[[ RAW DATA open ]]

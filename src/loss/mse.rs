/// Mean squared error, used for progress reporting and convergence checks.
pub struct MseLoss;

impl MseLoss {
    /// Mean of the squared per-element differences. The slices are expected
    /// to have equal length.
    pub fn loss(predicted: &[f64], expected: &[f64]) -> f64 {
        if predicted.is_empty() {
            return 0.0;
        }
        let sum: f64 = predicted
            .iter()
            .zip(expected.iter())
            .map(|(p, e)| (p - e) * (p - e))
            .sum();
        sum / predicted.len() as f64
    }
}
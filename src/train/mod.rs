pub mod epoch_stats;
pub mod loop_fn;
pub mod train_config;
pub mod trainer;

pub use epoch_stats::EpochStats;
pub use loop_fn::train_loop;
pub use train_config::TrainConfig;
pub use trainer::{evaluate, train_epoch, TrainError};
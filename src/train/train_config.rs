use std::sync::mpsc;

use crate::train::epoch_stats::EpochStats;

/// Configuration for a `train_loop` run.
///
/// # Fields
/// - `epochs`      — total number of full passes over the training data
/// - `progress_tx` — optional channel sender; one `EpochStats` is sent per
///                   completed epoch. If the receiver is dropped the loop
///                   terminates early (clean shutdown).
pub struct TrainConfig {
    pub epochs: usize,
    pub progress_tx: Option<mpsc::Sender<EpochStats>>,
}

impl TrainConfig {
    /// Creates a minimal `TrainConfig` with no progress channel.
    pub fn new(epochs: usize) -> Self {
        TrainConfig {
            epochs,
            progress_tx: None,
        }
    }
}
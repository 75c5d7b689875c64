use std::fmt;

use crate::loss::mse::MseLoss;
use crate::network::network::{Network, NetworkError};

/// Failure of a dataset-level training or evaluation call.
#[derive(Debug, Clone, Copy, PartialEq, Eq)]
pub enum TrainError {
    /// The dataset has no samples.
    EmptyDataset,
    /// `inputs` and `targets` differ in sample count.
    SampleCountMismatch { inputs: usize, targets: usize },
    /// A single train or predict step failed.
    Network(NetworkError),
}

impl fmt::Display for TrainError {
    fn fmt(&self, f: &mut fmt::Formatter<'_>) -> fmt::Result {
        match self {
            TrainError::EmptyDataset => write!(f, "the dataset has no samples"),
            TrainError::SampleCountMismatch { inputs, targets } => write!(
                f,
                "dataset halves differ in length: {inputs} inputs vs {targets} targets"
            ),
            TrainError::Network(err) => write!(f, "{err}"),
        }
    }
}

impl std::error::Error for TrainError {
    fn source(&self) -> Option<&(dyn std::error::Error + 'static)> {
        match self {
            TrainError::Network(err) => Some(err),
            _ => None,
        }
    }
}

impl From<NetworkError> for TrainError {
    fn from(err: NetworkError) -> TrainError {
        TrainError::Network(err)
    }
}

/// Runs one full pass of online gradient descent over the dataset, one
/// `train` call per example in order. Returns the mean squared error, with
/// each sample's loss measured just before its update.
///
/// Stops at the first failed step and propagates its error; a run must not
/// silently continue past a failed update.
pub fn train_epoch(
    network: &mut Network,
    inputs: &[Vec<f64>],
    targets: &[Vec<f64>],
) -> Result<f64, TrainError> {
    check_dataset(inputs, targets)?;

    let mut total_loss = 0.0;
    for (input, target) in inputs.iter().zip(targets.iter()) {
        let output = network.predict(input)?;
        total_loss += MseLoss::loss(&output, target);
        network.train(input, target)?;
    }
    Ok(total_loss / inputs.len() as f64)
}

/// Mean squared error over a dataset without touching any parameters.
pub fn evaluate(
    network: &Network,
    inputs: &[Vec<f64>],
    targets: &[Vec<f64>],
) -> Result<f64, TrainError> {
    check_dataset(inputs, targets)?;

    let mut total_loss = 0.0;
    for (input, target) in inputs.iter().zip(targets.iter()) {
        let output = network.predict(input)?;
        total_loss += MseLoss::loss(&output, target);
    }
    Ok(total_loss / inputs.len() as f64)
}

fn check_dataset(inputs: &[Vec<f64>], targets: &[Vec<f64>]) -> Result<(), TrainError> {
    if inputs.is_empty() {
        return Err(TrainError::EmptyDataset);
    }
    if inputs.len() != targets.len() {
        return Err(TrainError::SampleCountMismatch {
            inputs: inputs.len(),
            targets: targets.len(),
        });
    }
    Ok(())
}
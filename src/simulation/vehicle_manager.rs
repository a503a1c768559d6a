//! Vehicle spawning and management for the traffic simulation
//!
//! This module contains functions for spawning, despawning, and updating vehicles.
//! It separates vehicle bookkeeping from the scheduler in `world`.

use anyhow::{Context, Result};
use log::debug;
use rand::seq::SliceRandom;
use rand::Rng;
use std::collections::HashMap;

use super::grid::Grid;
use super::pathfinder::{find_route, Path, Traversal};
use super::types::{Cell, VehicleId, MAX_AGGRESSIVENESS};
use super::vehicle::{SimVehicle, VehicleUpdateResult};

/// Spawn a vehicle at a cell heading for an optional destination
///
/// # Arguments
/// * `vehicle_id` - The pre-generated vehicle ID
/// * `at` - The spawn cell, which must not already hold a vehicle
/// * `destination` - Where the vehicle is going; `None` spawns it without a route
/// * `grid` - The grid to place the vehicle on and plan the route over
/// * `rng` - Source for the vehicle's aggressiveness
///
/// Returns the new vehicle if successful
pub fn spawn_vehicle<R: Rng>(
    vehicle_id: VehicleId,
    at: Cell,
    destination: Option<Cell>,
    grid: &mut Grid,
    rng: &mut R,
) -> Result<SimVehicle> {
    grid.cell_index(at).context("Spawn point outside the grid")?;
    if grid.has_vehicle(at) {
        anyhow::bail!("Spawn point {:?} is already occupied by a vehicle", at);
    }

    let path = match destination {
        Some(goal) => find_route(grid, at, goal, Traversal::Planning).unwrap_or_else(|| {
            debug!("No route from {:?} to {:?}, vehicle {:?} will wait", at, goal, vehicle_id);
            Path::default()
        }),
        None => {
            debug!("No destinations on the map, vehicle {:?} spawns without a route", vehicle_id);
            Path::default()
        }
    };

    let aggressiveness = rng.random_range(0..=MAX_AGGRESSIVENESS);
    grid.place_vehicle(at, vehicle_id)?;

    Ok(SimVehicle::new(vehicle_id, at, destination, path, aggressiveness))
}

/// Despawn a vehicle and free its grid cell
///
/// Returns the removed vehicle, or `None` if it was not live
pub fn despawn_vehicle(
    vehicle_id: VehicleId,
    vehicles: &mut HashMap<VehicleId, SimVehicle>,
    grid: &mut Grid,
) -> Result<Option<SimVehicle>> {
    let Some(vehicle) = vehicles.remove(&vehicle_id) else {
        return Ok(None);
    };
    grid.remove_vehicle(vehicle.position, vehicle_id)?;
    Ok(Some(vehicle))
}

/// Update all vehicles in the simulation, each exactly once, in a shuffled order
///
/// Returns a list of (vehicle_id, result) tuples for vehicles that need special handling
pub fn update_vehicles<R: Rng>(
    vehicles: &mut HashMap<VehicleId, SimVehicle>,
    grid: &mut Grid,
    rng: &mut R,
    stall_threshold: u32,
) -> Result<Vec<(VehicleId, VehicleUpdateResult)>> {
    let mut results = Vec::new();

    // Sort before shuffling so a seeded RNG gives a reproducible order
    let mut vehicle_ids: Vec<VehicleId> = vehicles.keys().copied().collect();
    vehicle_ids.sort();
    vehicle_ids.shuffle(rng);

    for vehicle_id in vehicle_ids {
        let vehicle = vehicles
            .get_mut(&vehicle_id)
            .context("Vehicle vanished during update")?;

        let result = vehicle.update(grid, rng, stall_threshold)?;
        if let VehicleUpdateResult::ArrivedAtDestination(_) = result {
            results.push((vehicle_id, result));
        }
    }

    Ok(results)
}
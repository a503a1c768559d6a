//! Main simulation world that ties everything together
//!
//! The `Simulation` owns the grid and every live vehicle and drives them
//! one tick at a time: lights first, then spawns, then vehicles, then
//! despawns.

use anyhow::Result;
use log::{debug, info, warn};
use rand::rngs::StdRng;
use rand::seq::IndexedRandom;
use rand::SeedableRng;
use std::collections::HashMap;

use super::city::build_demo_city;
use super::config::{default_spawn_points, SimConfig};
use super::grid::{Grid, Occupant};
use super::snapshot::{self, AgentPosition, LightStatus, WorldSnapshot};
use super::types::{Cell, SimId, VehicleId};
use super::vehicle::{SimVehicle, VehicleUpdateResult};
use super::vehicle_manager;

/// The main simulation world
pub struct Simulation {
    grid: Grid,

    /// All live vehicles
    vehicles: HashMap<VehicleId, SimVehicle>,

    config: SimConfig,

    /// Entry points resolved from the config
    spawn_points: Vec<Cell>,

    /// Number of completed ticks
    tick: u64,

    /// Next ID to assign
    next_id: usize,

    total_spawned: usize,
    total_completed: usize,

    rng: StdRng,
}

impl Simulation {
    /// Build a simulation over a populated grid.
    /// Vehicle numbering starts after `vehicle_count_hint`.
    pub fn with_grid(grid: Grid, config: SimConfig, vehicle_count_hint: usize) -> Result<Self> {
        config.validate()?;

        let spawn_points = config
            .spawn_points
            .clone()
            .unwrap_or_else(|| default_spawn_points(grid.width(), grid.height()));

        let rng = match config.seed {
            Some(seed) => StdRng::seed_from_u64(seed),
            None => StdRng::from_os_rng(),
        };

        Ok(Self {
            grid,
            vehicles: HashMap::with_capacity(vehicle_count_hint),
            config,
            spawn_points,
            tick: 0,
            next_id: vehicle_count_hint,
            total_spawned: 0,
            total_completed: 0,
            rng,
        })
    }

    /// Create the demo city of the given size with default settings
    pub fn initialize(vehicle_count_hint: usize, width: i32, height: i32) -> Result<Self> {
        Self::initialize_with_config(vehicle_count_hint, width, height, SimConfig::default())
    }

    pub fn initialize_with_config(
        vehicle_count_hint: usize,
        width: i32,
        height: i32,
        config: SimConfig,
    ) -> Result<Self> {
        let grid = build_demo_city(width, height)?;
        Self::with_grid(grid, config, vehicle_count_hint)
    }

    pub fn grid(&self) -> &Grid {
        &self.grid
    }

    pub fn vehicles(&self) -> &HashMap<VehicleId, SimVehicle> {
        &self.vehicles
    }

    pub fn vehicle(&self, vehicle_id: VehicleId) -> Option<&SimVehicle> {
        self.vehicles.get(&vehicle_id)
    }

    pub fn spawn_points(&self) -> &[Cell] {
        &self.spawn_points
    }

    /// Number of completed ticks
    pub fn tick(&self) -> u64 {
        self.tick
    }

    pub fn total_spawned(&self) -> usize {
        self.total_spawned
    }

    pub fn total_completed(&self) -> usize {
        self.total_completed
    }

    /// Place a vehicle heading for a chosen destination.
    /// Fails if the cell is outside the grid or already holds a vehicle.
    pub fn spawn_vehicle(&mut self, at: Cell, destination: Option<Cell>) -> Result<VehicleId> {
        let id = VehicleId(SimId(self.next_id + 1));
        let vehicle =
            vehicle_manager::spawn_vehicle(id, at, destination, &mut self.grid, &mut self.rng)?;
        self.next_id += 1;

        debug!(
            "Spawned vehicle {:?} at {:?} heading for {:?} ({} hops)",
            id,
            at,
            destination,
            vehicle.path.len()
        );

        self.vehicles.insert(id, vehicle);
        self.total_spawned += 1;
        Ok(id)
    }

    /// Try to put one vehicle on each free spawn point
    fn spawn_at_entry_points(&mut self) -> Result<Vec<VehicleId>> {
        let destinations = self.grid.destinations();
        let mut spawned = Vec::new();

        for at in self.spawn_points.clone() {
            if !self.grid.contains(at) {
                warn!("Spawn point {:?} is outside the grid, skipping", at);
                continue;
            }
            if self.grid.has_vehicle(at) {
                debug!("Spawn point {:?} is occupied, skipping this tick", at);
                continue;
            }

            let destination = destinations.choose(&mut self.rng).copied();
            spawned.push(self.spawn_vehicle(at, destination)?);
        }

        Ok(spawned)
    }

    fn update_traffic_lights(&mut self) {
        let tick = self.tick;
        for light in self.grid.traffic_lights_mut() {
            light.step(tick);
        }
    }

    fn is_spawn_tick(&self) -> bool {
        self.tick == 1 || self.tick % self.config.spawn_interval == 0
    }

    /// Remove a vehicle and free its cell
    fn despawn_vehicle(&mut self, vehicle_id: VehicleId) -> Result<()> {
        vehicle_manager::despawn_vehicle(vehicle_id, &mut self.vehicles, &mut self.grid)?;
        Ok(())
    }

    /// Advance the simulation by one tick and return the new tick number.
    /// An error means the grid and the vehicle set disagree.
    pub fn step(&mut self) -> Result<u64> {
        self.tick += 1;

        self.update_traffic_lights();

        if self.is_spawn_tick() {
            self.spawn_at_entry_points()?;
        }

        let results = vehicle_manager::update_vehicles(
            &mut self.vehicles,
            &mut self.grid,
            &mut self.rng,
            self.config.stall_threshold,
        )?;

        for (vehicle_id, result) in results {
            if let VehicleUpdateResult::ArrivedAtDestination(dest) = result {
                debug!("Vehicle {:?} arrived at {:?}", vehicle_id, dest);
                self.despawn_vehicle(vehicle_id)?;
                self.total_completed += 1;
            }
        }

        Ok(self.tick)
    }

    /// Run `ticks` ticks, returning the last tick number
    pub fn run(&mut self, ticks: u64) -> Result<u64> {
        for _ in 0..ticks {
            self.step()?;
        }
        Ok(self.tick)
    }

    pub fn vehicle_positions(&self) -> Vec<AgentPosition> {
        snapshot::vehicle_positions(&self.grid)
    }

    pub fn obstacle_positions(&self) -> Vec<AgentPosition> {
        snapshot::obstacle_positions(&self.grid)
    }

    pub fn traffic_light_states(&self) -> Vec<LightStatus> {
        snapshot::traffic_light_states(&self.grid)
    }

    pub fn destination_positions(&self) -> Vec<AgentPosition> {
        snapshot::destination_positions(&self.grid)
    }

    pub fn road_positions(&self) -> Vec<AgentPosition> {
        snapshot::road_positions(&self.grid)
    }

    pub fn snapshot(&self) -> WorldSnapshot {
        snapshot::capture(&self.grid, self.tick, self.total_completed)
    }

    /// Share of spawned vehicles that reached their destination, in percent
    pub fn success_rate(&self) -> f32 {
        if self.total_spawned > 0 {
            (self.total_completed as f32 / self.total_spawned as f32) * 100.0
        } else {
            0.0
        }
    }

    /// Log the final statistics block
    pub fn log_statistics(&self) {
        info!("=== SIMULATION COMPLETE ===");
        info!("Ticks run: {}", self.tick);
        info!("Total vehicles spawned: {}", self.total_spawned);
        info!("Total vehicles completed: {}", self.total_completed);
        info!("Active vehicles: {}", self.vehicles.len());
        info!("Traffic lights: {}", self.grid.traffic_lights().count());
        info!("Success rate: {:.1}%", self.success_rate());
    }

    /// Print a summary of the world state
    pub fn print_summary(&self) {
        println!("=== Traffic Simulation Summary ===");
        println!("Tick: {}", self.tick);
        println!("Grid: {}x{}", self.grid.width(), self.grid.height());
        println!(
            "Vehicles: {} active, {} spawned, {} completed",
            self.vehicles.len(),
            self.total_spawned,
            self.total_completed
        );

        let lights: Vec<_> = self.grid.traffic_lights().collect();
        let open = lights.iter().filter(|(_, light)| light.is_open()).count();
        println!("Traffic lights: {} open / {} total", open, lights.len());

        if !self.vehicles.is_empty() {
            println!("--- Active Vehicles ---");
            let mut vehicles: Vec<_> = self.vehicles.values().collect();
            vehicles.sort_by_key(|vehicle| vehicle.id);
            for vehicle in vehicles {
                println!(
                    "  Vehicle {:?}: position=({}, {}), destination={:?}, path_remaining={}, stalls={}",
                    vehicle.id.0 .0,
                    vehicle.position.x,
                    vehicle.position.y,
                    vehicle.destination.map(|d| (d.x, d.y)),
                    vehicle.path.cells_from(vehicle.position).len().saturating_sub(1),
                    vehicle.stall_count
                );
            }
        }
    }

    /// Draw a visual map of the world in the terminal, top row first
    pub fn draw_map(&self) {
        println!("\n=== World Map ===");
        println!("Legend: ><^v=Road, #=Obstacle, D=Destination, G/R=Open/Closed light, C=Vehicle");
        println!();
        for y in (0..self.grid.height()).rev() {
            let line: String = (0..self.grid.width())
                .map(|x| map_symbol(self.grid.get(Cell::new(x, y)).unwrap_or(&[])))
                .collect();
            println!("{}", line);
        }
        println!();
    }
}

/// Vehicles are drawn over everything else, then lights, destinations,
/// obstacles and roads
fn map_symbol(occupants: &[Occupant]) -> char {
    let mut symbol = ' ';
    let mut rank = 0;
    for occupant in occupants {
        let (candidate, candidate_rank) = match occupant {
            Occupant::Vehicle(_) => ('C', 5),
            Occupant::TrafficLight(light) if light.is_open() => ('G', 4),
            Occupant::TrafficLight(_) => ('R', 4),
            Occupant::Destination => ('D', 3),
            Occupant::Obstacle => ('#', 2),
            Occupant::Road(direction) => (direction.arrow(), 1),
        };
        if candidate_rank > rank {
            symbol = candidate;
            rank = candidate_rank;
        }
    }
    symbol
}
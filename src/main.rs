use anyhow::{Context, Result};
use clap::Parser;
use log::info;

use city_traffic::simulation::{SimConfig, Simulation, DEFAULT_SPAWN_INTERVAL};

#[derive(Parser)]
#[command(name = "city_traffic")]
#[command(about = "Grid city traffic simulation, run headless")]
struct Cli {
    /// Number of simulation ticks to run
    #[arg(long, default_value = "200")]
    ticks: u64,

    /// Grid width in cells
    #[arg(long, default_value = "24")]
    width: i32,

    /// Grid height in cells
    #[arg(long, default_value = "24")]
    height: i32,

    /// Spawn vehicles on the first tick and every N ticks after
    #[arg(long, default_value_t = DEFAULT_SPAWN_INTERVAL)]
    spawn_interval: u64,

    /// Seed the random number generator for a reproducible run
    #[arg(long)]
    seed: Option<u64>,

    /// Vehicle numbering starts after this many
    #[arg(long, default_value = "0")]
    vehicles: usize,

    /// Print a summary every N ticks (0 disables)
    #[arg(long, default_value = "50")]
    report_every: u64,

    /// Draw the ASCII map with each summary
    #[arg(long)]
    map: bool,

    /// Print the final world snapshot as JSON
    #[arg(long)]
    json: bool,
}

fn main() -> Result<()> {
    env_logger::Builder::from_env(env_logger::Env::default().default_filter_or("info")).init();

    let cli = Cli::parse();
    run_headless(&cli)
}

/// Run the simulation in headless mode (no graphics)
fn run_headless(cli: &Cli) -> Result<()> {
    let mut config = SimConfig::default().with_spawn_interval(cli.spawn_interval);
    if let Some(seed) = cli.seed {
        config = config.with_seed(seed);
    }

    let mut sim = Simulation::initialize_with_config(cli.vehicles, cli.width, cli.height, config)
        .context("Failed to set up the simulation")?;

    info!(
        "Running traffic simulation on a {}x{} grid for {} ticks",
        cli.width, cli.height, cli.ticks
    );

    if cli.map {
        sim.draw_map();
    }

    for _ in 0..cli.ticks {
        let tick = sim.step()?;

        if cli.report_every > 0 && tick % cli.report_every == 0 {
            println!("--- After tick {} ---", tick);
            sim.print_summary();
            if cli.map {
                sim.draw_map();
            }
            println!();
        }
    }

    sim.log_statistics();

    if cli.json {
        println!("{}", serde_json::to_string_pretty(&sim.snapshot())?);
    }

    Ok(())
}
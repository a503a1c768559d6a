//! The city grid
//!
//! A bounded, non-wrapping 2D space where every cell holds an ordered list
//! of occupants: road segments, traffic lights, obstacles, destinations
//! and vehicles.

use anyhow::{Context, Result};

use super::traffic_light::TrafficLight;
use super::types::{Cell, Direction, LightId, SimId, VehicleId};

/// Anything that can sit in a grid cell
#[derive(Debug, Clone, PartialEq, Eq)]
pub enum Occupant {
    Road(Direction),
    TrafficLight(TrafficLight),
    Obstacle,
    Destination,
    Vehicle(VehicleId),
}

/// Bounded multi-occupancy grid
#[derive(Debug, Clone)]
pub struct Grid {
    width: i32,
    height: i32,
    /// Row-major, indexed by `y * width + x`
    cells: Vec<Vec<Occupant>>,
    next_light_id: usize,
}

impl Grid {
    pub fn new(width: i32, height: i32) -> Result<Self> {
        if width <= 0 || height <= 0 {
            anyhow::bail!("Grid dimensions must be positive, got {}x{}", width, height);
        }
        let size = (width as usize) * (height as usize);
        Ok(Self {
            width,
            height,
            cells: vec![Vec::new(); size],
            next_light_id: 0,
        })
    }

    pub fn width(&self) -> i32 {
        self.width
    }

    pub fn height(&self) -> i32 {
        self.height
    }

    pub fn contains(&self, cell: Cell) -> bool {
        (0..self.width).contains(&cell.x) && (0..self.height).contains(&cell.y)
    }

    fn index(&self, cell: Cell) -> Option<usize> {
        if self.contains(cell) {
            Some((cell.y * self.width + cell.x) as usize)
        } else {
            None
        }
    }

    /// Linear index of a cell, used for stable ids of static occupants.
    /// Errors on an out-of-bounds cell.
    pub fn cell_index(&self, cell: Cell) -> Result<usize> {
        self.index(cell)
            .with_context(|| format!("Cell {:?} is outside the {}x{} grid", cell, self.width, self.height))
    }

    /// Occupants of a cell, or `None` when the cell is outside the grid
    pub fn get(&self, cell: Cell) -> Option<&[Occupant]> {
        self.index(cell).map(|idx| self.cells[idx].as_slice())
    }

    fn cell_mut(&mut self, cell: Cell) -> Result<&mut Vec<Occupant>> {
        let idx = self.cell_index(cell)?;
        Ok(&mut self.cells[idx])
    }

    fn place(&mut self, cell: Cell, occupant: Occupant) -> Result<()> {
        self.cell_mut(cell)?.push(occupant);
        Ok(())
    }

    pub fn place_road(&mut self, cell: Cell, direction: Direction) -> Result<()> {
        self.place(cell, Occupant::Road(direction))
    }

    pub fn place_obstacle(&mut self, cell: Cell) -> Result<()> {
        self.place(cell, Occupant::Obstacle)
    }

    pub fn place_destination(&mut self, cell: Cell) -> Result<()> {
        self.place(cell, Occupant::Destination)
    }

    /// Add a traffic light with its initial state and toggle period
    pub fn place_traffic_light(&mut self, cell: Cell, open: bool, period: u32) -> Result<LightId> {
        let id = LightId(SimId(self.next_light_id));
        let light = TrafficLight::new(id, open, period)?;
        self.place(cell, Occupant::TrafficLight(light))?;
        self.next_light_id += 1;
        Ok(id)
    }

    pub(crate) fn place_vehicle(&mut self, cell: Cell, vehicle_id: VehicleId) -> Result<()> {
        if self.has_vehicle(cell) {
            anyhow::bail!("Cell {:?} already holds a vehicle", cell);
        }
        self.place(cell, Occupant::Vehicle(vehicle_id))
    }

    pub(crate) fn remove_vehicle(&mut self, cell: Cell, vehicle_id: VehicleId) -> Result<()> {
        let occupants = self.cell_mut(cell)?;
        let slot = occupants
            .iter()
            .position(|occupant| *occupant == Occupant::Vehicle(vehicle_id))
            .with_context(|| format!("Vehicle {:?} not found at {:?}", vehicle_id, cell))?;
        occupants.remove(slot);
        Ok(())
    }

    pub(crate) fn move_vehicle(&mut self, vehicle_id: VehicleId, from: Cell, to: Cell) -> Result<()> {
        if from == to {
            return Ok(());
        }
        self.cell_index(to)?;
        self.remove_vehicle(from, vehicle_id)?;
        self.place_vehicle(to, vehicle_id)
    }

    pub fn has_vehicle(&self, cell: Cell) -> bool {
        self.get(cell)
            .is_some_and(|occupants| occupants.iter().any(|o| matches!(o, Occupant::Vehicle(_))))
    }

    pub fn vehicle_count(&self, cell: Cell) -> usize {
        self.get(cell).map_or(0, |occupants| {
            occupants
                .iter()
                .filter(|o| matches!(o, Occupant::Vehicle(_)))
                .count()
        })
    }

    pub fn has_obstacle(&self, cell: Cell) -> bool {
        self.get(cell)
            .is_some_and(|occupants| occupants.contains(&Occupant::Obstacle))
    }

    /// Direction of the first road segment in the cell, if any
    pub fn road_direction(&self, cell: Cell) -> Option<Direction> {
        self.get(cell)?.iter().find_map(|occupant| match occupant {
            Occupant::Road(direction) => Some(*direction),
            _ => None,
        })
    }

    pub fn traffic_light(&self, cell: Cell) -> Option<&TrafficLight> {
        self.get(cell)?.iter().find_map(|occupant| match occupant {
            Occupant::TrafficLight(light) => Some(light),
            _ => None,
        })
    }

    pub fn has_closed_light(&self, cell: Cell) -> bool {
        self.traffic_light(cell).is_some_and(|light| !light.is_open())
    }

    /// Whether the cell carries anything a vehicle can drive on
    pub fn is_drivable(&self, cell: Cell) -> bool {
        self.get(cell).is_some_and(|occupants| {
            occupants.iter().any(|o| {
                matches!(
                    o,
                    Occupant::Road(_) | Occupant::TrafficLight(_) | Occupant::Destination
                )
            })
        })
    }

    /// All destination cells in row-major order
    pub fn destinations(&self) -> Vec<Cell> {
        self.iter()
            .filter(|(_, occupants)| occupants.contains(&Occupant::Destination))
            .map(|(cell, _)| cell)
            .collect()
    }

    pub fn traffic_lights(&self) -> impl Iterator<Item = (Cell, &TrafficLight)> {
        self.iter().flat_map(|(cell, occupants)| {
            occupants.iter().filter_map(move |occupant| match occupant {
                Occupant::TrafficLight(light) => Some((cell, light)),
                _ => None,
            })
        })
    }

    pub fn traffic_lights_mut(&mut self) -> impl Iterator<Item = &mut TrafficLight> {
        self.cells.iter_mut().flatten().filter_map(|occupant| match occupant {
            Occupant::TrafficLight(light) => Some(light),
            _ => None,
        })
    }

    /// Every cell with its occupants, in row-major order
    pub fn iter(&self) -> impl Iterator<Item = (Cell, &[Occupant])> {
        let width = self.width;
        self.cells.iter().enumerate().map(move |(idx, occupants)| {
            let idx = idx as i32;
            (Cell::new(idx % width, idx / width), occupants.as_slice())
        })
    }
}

[[ RAW DATA closed ]]

ABOUT THIS TASK ->
When you reach the line that contains "no progress channel.", stop; output it and every line before it from the start of the data, exactly as written.

TASK RESULT ->
filename src/loss/mse.rs
/// Mean squared error, used for progress reporting and convergence checks.
pub struct MseLoss;

impl MseLoss {
    /// Mean of the squared per-element differences. The slices are expected
    /// to have equal length.
    pub fn loss(predicted: &[f64], expected: &[f64]) -> f64 {
        if predicted.is_empty() {
            return 0.0;
        }
        let sum: f64 = predicted
            .iter()
            .zip(expected.iter())
            .map(|(p, e)| (p - e) * (p - e))
            .sum();
        sum / predicted.len() as f64
    }
}
filename src/train/mod.rs
pub mod epoch_stats;
pub mod loop_fn;
pub mod train_config;
pub mod trainer;

pub use epoch_stats::EpochStats;
pub use loop_fn::train_loop;
pub use train_config::TrainConfig;
pub use trainer::{evaluate, train_epoch, TrainError};
filename src/train/train_config.rs
use std::sync::mpsc;

use crate::train::epoch_stats::EpochStats;

/// Configuration for a `train_loop` run.
///
/// # Fields
/// - `epochs`      — total number of full passes over the training data
/// - `progress_tx` — optional channel sender; one `EpochStats` is sent per
///                   completed epoch. If the receiver is dropped the loop
///                   terminates early (clean shutdown).
pub struct TrainConfig {
    pub epochs: usize,
    pub progress_tx: Option<mpsc::Sender<EpochStats>>,
}

impl TrainConfig {
    /// Creates a minimal `TrainConfig` with no progress channel.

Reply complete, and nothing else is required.